Un audit indépendant a ensuite lieu une fois par an pour contrôler l’ensemble de ces points. Toute demande liée de la Commission européenne ou des autorités nationales doit faire l’objet d’un partage de données. Ces dernières doivent également être mises à disposition des chercheurs agréés, quand la « recherche contribue à la détection, à l’identification et à la compréhension des risques systémiques ».
Meta a l’habitude
La situation ne change pas automatiquement avec le cap des 45 millions d’utilisateurs actifs mensuels. La Commission européenne doit officialiser l’ajout de WhatsApp sur la liste des plateformes actuellement concernées par le statut VLOP ou VLOSE (Very Large Online Search Engine), dont elle sera la 21ᵉ entité. L’entreprise aura ensuite quatre mois pour se mettre en conformité.

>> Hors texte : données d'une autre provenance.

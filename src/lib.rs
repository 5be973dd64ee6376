// src/lib.rs

//! Post-build relocation and validation for binary packages
//!
//! After a package is built and installed into a temporary prefix, this
//! crate makes the tree portable and checks that nothing in it breaks once
//! the prefix moves to its real install location.
//!
//! # Architecture
//!
//! - Resolution: dependency references are mapped to manifest entries
//!   ([`resolve`])
//! - Relocation: library search paths and identities are rewritten
//!   relative to each binary through an external link editor ([`relocate`])
//! - Checks: hardlinks, shebangs, symlinks and package metadata
//!   ([`checks`])
//! - Orchestration: per-output stage chain with a structured report
//!   ([`post`], [`report`])

pub mod checks;
pub mod cli;
pub mod config;
mod error;
pub mod hash;
pub mod manifest;
pub mod post;
pub mod relocate;
pub mod report;
pub mod resolve;

pub use config::PostConfig;
pub use error::{Error, Result};
pub use hash::{Hash, HashAlgorithm, Hasher};
pub use manifest::FileManifest;
pub use post::{PostProcessor, PostStage, StageChain, StageContext};
pub use relocate::{
    BinaryFormat, LinkEditor, RelocationPlanner, RelocationSession, RelocationTargetForm,
    RewriteOp, SystemLinkEditor,
};
pub use report::{Finding, FindingKind, OutputReport};
pub use resolve::{PathResolver, ResolvedDependency};
// src/post/mod.rs

//! Post-build processing of package outputs
//!
//! One output is processed by a chain of stages in a fixed order, each
//! relying on the file set the previous one stabilised:
//!
//! hardlinks -> shebangs -> symlinks -> relocation -> metadata
//!
//! A stage reports problems into the output's [`OutputReport`]. The chain
//! stops after the first stage that records a fatal finding, since the
//! output will not be packaged anyway. Several outputs can be processed in
//! parallel; each gets its own report and relocation session.

mod stages;

pub use stages::{HardlinkStage, MetadataStage, RelocationStage, ShebangStage, SymlinkStage};

use crate::config::PostConfig;
use crate::error::Result;
use crate::manifest::FileManifest;
use crate::relocate::{LinkEditor, RelocationSession};
use crate::report::{Finding, FindingKind, OutputReport};
use rayon::prelude::*;
use std::path::Path;
use tracing::{debug, info, warn};

/// State handed to each stage of one output
pub struct StageContext<'a> {
    pub config: &'a PostConfig,
    pub manifest: &'a FileManifest,
    pub editor: &'a dyn LinkEditor,
    pub session: &'a mut RelocationSession,
    pub report: &'a mut OutputReport,
}

impl StageContext<'_> {
    pub fn prefix(&self) -> &Path {
        &self.config.prefix
    }
}

/// One step of post-build processing
pub trait PostStage: Send + Sync {
    /// Stage name for logging and reports
    fn name(&self) -> &str;

    /// Run the stage, recording findings in `ctx.report`
    ///
    /// An `Err` is an internal failure of the stage itself and ends the chain.
    fn run(&self, ctx: &mut StageContext<'_>) -> Result<()>;
}

/// Ordered list of stages
pub struct StageChain {
    stages: Vec<Box<dyn PostStage>>,
}

impl StageChain {
    pub fn new() -> Self {
        Self { stages: Vec::new() }
    }

    /// Build the standard chain, leaving out disabled stages
    pub fn from_config(config: &PostConfig) -> Self {
        let mut chain = Self::new();

        if config.hardlinks {
            chain.add(Box::new(HardlinkStage));
        }
        if config.shebang.enabled {
            chain.add(Box::new(ShebangStage));
        }
        if config.symlinks.enabled {
            chain.add(Box::new(SymlinkStage));
        }
        if config.relocation.enabled {
            chain.add(Box::new(RelocationStage));
        }
        chain.add(Box::new(MetadataStage));

        chain
    }

    pub fn add(&mut self, stage: Box<dyn PostStage>) {
        self.stages.push(stage);
    }

    pub fn is_empty(&self) -> bool {
        self.stages.is_empty()
    }

    pub fn names(&self) -> Vec<&str> {
        self.stages.iter().map(|s| s.name()).collect()
    }

    /// Run every stage in order against one output
    pub fn run(&self, ctx: &mut StageContext<'_>) {
        for stage in &self.stages {
            debug!("Running stage '{}' for '{}'", stage.name(), ctx.report.output);
            ctx.report.stages.push(stage.name().to_string());

            if let Err(e) = stage.run(ctx) {
                warn!("Stage '{}' failed: {}", stage.name(), e);
                ctx.report.push(Finding::new(
                    FindingKind::Internal,
                    format!("{}: {}", stage.name(), e),
                    e.paths(),
                ));
            }

            if !ctx.report.success() {
                info!(
                    "Stopping after '{}': {} fatal finding(s)",
                    stage.name(),
                    ctx.report.errors.len()
                );
                break;
            }
        }
    }
}

impl Default for StageChain {
    fn default() -> Self {
        Self::new()
    }
}

/// Runs the stage chain for package outputs
pub struct PostProcessor {
    config: PostConfig,
    chain: StageChain,
}

impl PostProcessor {
    pub fn new(config: PostConfig) -> Self {
        let chain = StageChain::from_config(&config);
        Self { config, chain }
    }

    /// Use a custom chain instead of the standard one
    pub fn with_chain(config: PostConfig, chain: StageChain) -> Self {
        Self { config, chain }
    }

    pub fn config(&self) -> &PostConfig {
        &self.config
    }

    /// Process one output
    pub fn run(&self, manifest: &FileManifest, editor: &dyn LinkEditor) -> OutputReport {
        let mut report = OutputReport::new(self.config.output.clone());
        let mut session = RelocationSession::new();

        info!(
            "Post-processing '{}': {} file(s) in {}",
            self.config.output,
            manifest.len(),
            self.config.prefix.display()
        );
        if let Some(final_prefix) = &self.config.final_prefix {
            debug!("Final install prefix: {}", final_prefix.display());
        }

        let mut ctx = StageContext {
            config: &self.config,
            manifest,
            editor,
            session: &mut session,
            report: &mut report,
        };
        self.chain.run(&mut ctx);

        info!(
            "Finished '{}': {} file(s) rewritten, {} error(s), {} warning(s)",
            report.output,
            report.rewritten_files,
            report.errors.len(),
            report.warnings.len()
        );
        report
    }

    /// Process independent outputs in parallel, reports in input order
    pub fn run_outputs(
        outputs: &[(PostConfig, FileManifest)],
        editor: &dyn LinkEditor,
    ) -> Vec<OutputReport> {
        outputs
            .par_iter()
            .map(|(config, manifest)| PostProcessor::new(config.clone()).run(manifest, editor))
            .collect()
    }

    /// Like [`run_outputs`](Self::run_outputs), but each output gets the
    /// editor `make_editor` builds from its own configuration
    pub fn run_outputs_with<E, F>(
        outputs: &[(PostConfig, FileManifest)],
        make_editor: F,
    ) -> Vec<OutputReport>
    where
        E: LinkEditor,
        F: Fn(&PostConfig) -> E + Sync,
    {
        outputs
            .par_iter()
            .map(|(config, manifest)| {
                let editor = make_editor(config);
                PostProcessor::new(config.clone()).run(manifest, &editor)
            })
            .collect()
    }
}
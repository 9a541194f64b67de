// Cross-cutting prompt fragments shared by every generator prompt.
// Task-specific templates live in generation/prompts.rs.

/// System prompt fragment that enforces JSON-only output.
pub const JSON_ONLY_SYSTEM: &str = "You are a precise, structured assistant. \
    You MUST respond with valid JSON only. \
    Do NOT include any text outside the JSON value. \
    Do NOT use markdown code fences. \
    Do NOT include explanations or apologies.";

/// Persona used for every CV writing call.
pub const CV_WRITER_SYSTEM: &str =
    "You are an expert CV/Resume writer who creates professional, impactful content.";

/// Appended to every rewrite prompt.
pub const GROUNDING_INSTRUCTION: &str = "\
    CRITICAL: Rewrite only what you are given. Keep every employer, school, \
    date range and job title exactly as provided. Do NOT invent employers, \
    metrics, certifications or technologies that are not present in the input.";
use serde::{Deserialize, Serialize};

use crate::models::profile::{Education, Experience, Project};

/// Profile object returned by the identity service. Never used as a document
/// directly; it goes through the source resolver first.
#[derive(Debug, Clone, Default, Serialize, Deserialize)]
#[serde(rename_all = "camelCase", default)]
pub struct ImportedProfile {
    pub id: String,
    pub name: String,
    pub first_name: String,
    pub last_name: String,
    pub email: String,
    pub picture: String,
    pub headline: Option<String>,
    pub skills: Option<Vec<String>>,
    pub education: Option<Vec<Education>>,
    pub experience: Option<Vec<Experience>>,
}

/// A partial profile from any external source. `None` means the source does
/// not supply the field at all.
#[derive(Debug, Clone, Default, PartialEq, Eq)]
pub struct SourceProfile {
    pub full_name: Option<String>,
    pub title: Option<String>,
    pub email: Option<String>,
    pub phone: Option<String>,
    pub location: Option<String>,
    pub summary: Option<String>,
    pub skills: Option<Vec<String>>,
    pub languages: Option<Vec<String>>,
    pub education: Option<Vec<Education>>,
    pub experience: Option<Vec<Experience>>,
    pub projects: Option<Vec<Project>>,
}

impl SourceProfile {
    /// Identity providers expose name, email and sometimes a headline and
    /// career history. Phone, location and summary are never supplied.
    pub fn from_imported(profile: &ImportedProfile) -> Self {
        let full_name = if profile.name.trim().is_empty() {
            format!("{} {}", profile.first_name, profile.last_name)
                .trim()
                .to_string()
        } else {
            profile.name.trim().to_string()
        };

        SourceProfile {
            full_name: Some(full_name),
            title: profile.headline.clone(),
            email: Some(profile.email.clone()),
            skills: profile.skills.clone(),
            education: profile.education.clone(),
            experience: profile.experience.clone(),
            ..Default::default()
        }
    }
}
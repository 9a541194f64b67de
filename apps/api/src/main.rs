mod config;
mod document;
mod errors;
mod export;
mod generation;
mod identity;
mod llm_client;
mod models;
mod reconcile;
mod regeneration;
mod routes;
mod session;
mod state;
mod tailoring;
#[cfg(test)]
mod testing;

use std::net::SocketAddr;
use std::sync::Arc;

use anyhow::{Context, Result};
use tower_http::{cors::CorsLayer, trace::TraceLayer};
use tracing::{info, warn};
use tracing_subscriber::{layer::SubscriberExt, util::SubscriberInitExt, EnvFilter};

use crate::config::{Config, GeneratorBackend};
use crate::generation::{GenerationServiceClient, LlmProfileGenerator, ProfileGenerator};
use crate::identity::{HttpIdentityClient, IdentityProvider};
use crate::llm_client::LlmClient;
use crate::routes::build_router;
use crate::session::{SessionRegistry, SessionServices};
use crate::state::AppState;

#[tokio::main]
async fn main() -> Result<()> {
    // Load configuration first (fails on a missing generator backend)
    let config = Config::from_env()?;

    // Initialize structured logging
    tracing_subscriber::registry()
        .with(EnvFilter::try_from_default_env().unwrap_or_else(|_| {
            EnvFilter::new(format!("{}={}", env!("CARGO_PKG_NAME"), &config.rust_log))
        }))
        .with(tracing_subscriber::fmt::layer())
        .init();

    info!("Starting cvstudio API v{}", env!("CARGO_PKG_VERSION"));

    let generator = build_generator(&config)?;
    let identity = build_identity(&config)?;

    let services = SessionServices {
        generator,
        identity,
        generation_timeout: config.generation_timeout,
        identity_timeout: config.identity_timeout,
    };
    let sessions = Arc::new(SessionRegistry::new(services));
    sessions.spawn_sweeper(config.session_idle);
    let state = AppState {
        config: config.clone(),
        sessions,
    };

    let app = build_router(state)
        .layer(TraceLayer::new_for_http())
        .layer(CorsLayer::permissive()); // TODO: restrict origins to the editor frontend

    let addr: SocketAddr = format!("0.0.0.0:{}", config.port).parse()?;
    info!("Listening on {addr}");

    let listener = tokio::net::TcpListener::bind(addr).await?;
    axum::serve(listener, app).await?;

    Ok(())
}

fn build_generator(config: &Config) -> Result<Arc<dyn ProfileGenerator>> {
    match config.generator_backend() {
        Some(GeneratorBackend::Remote(url)) => {
            let client = GenerationServiceClient::new(url.clone(), config.generation_timeout)
                .context("Failed to build generation service client")?;
            info!("Generator backend: remote service at {url}");
            Ok(Arc::new(client))
        }
        Some(GeneratorBackend::Anthropic(api_key)) => {
            let llm = LlmClient::new(api_key, config.generation_timeout)
                .context("Failed to build LLM client")?;
            info!("Generator backend: LLM (model: {})", llm_client::MODEL);
            Ok(Arc::new(LlmProfileGenerator::new(llm)))
        }
        None => anyhow::bail!("No generator backend configured"),
    }
}

fn build_identity(config: &Config) -> Result<Option<Arc<dyn IdentityProvider>>> {
    let Some(url) = &config.identity_service_url else {
        warn!("IDENTITY_SERVICE_URL not set; profile import is unavailable");
        return Ok(None);
    };
    let client = HttpIdentityClient::new(url.clone(), config.identity_timeout)
        .context("Failed to build identity client")?;
    info!("Identity service at {url}");
    Ok(Some(Arc::new(client)))
}
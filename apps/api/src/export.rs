//! Export Snapshot Provider: read-only view handed to the renderer.
//!
//! Visibility is computed from the document at capture time, never cached.

use chrono::{DateTime, Utc};
use serde::Serialize;

use crate::document::DocumentStore;
use crate::models::profile::ProfileDocument;

/// Body sections in render order.
#[derive(Debug, Clone, Copy, PartialEq, Eq, Serialize)]
#[serde(rename_all = "snake_case")]
pub enum ExportSection {
    Summary,
    Experience,
    Education,
    Skills,
    Projects,
    Languages,
}

#[derive(Debug, Clone, Copy, PartialEq, Eq, Serialize)]
#[serde(rename_all = "snake_case")]
pub enum ContactKind {
    Email,
    Phone,
    Location,
}

#[derive(Debug, Clone, PartialEq, Eq, Serialize)]
pub struct ContactLine {
    pub kind: ContactKind,
    pub value: String,
}

#[derive(Debug, Clone, Serialize)]
pub struct ExportSnapshot {
    pub revision: u64,
    pub captured_at: DateTime<Utc>,
    pub sections: Vec<ExportSection>,
    pub contact: Vec<ContactLine>,
    pub document: ProfileDocument,
}

impl ExportSnapshot {
    pub fn capture(store: &DocumentStore) -> Self {
        let state = store.state();
        Self {
            revision: state.revision,
            captured_at: Utc::now(),
            sections: visible_sections(&state.document),
            contact: contact_lines(&state.document),
            document: state.document,
        }
    }

    #[cfg(test)]
    pub fn includes(&self, section: ExportSection) -> bool {
        self.sections.contains(&section)
    }
}

/// Lists show when non-empty, the summary when non-blank.
pub fn visible_sections(doc: &ProfileDocument) -> Vec<ExportSection> {
    [
        (ExportSection::Summary, !doc.summary.trim().is_empty()),
        (ExportSection::Experience, !doc.experience.is_empty()),
        (ExportSection::Education, !doc.education.is_empty()),
        (ExportSection::Skills, !doc.skills.is_empty()),
        (ExportSection::Projects, !doc.projects.is_empty()),
        (ExportSection::Languages, !doc.languages.is_empty()),
    ]
    .into_iter()
    .filter_map(|(section, visible)| visible.then_some(section))
    .collect()
}

fn contact_lines(doc: &ProfileDocument) -> Vec<ContactLine> {
    [
        (ContactKind::Email, &doc.email),
        (ContactKind::Phone, &doc.phone),
        (ContactKind::Location, &doc.location),
    ]
    .into_iter()
    .filter(|(_, value)| !value.trim().is_empty())
    .map(|(kind, value)| ContactLine {
        kind,
        value: value.trim().to_string(),
    })
    .collect()
}

#[cfg(test)]
mod tests {
    use super::*;
    use crate::document::ChangeOrigin;
    use crate::models::profile::{FieldKey, FieldValue};

    #[test]
    fn test_empty_projects_hidden_languages_shown() {
        let store = DocumentStore::new();
        store.replace_all(
            ProfileDocument {
                projects: vec![],
                languages: vec!["English".into()],
                ..Default::default()
            },
            ChangeOrigin::Source,
        );
        let snapshot = ExportSnapshot::capture(&store);
        assert!(!snapshot.includes(ExportSection::Projects));
        assert!(snapshot.includes(ExportSection::Languages));
    }

    #[test]
    fn test_blank_summary_is_hidden() {
        let doc = ProfileDocument {
            summary: "   ".into(),
            skills: vec!["Rust".into()],
            ..Default::default()
        };
        assert_eq!(visible_sections(&doc), vec![ExportSection::Skills]);
    }

    #[test]
    fn test_visibility_follows_latest_revision() {
        let store = DocumentStore::new();
        let before = ExportSnapshot::capture(&store);
        assert!(!before.includes(ExportSection::Summary));

        store
            .replace_field(
                FieldKey::Summary,
                FieldValue::Text("Builds things.".into()),
                ChangeOrigin::User,
            )
            .unwrap();
        let after = ExportSnapshot::capture(&store);
        assert!(after.includes(ExportSection::Summary));
        assert_eq!(after.revision, before.revision + 1);
    }

    #[test]
    fn test_contact_lines_skip_blank_values() {
        let doc = ProfileDocument {
            email: "ada@example.com".into(),
            location: " London ".into(),
            ..Default::default()
        };
        let lines = contact_lines(&doc);
        assert_eq!(
            lines,
            vec![
                ContactLine {
                    kind: ContactKind::Email,
                    value: "ada@example.com".into()
                },
                ContactLine {
                    kind: ContactKind::Location,
                    value: "London".into()
                },
            ]
        );
    }
}
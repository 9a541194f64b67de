use std::collections::HashMap;
use std::sync::Arc;
use std::time::Duration;

use chrono::{DateTime, Utc};
use parking_lot::RwLock;
use tokio::task::JoinHandle;
use tracing::info;
use uuid::Uuid;

use crate::errors::ProfileError;
use crate::identity::SessionCredential;
use crate::session::editor::{EditorSession, SessionServices};

/// In-memory index of live editing sessions. Nothing here outlives the process.
pub struct SessionRegistry {
    services: SessionServices,
    sessions: RwLock<HashMap<Uuid, Arc<EditorSession>>>,
}

impl SessionRegistry {
    pub fn new(services: SessionServices) -> Self {
        Self {
            services,
            sessions: RwLock::new(HashMap::new()),
        }
    }

    pub fn create(&self, credential: Option<SessionCredential>) -> Arc<EditorSession> {
        let session = Arc::new(EditorSession::new(self.services.clone(), credential));
        self.sessions
            .write()
            .insert(session.id, Arc::clone(&session));
        info!(
            "Session {} started ({})",
            session.id,
            if session.is_authenticated() {
                "logged in"
            } else {
                "anonymous"
            }
        );
        session
    }

    pub fn get(&self, id: Uuid) -> Result<Arc<EditorSession>, ProfileError> {
        self.sessions
            .read()
            .get(&id)
            .cloned()
            .ok_or(ProfileError::SessionNotFound(id))
    }

    /// Takes the session out of the index; later lookups report `SessionNotFound`.
    pub fn remove(&self, id: Uuid) -> Result<Arc<EditorSession>, ProfileError> {
        let session = self
            .sessions
            .write()
            .remove(&id)
            .ok_or(ProfileError::SessionNotFound(id))?;
        info!("Session {id} closed");
        Ok(session)
    }

    /// Drops sessions with no document change for `max_idle` and nothing in flight.
    pub fn evict_idle(&self, max_idle: Duration, now: DateTime<Utc>) -> usize {
        let mut sessions = self.sessions.write();
        let before = sessions.len();
        sessions.retain(|_, session| !session.is_idle(max_idle, now));
        let evicted = before - sessions.len();
        if evicted > 0 {
            info!("Evicted {evicted} idle session(s); {} remain", sessions.len());
        }
        evicted
    }

    /// Runs `evict_idle` in the background for the life of the process.
    pub fn spawn_sweeper(self: &Arc<Self>, max_idle: Duration) -> JoinHandle<()> {
        let registry = Arc::clone(self);
        let period = (max_idle / 4).clamp(Duration::from_secs(1), Duration::from_secs(60));
        tokio::spawn(async move {
            let mut ticker = tokio::time::interval(period);
            loop {
                ticker.tick().await;
                registry.evict_idle(max_idle, Utc::now());
            }
        })
    }

    pub fn count(&self) -> usize {
        self.sessions.read().len()
    }
}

Ce ne devrait pas être un problème pour Meta, la maison mère. Facebook et Instagram sont déjà soumis au DSA, et leur situation est nettement plus complexe que WhatsApp, car les algorithmes y sont légion, pour gérer la publicité comme les contenus à pousser auprès des utilisateurs.
Et Meta connait d’autant mieux le sujet que la Commission a ouvert en mai de l’année dernière deux procédures formelles. La première concerne des pratiques potentiellement trompeuses et un manque d’efficacité dans la lutte contre la désinformation. La seconde doit déterminer si l’entreprise « a pu enfreindre la législation sur les services numériques dans des domaines liés à la protection des mineurs ».
Où en est Meta de ses messageries ?
Meta possède aujourd’hui les deux messageries les plus utilisées sur la planète : Messenger et WhatsApp. Vient s’y ajouter Instagram, dont les messages privés sont largement utilisés eux aussi. Or, l’entreprise avait de grandes ambitions dans ce domaine, en voulant interconnecter ses trois services, permettant aux personnes de communiquer librement. WhatsApp travaillait également sur l’interconnexion entre ses services et les messageries tierces, une obligation imposée par le DMA.
Concernant ce dernier point, les deux messageries proposent effectivement un moyen. Meta avait expliqué ses plans au printemps de l’année dernière. La solution, dans les deux cas, passait par un serveur intermédiaire, contrôlé par Meta, dans lequel les protocoles pouvaient se « serrer la pince ». Nous en avions expliqué le fonctionnement, qui n’était cependant disponible que pour les services basés, eux aussi, sur le protocole Signal. D’autres protocoles pouvaient être utilisés, mais il fallait faire la preuve que l’autre protocole offrait les mêmes garanties de sécurité.
Pourquoi cette limitation au protocole Signal ? Parce que WhatsApp l’utilise depuis 2016 et Messenger depuis décembre 2023. Dans le second cas, il s’agissait initialement d’un mode séparé, qu’il fallait activer manuellement (les conversations secrètes, en tête-à-tête). Depuis un peu plus d’un an, le chiffrement de bout en bout est utilisé par défaut pour tous les échanges personnels, discussions comme appels.
Le mystère de la grande fusion
Qu’en est-il alors de la fameuse interopérabilité entre les messageries de Meta ? Actuellement, on ne sait pas. Ce grand projet avait été annoncé en janvier 2019, mais l’entreprise n’en a pratiquement plus reparlé. Les projets semblent avoir changé, avec un accent mis sur le chiffrement de bout en bout. En outre, les nouvelles réglementations européennes sont passées par là et l’entreprise a dû s’y conformer pour chacun de ses services.
Pourtant, on ne peut s’empêcher de penser que l’infrastructure proposée pour les messageries tierces pourrait tout aussi bien servir pour les propres services de Meta, d’autant que WhatsApp et Messenger se servent du même protocole.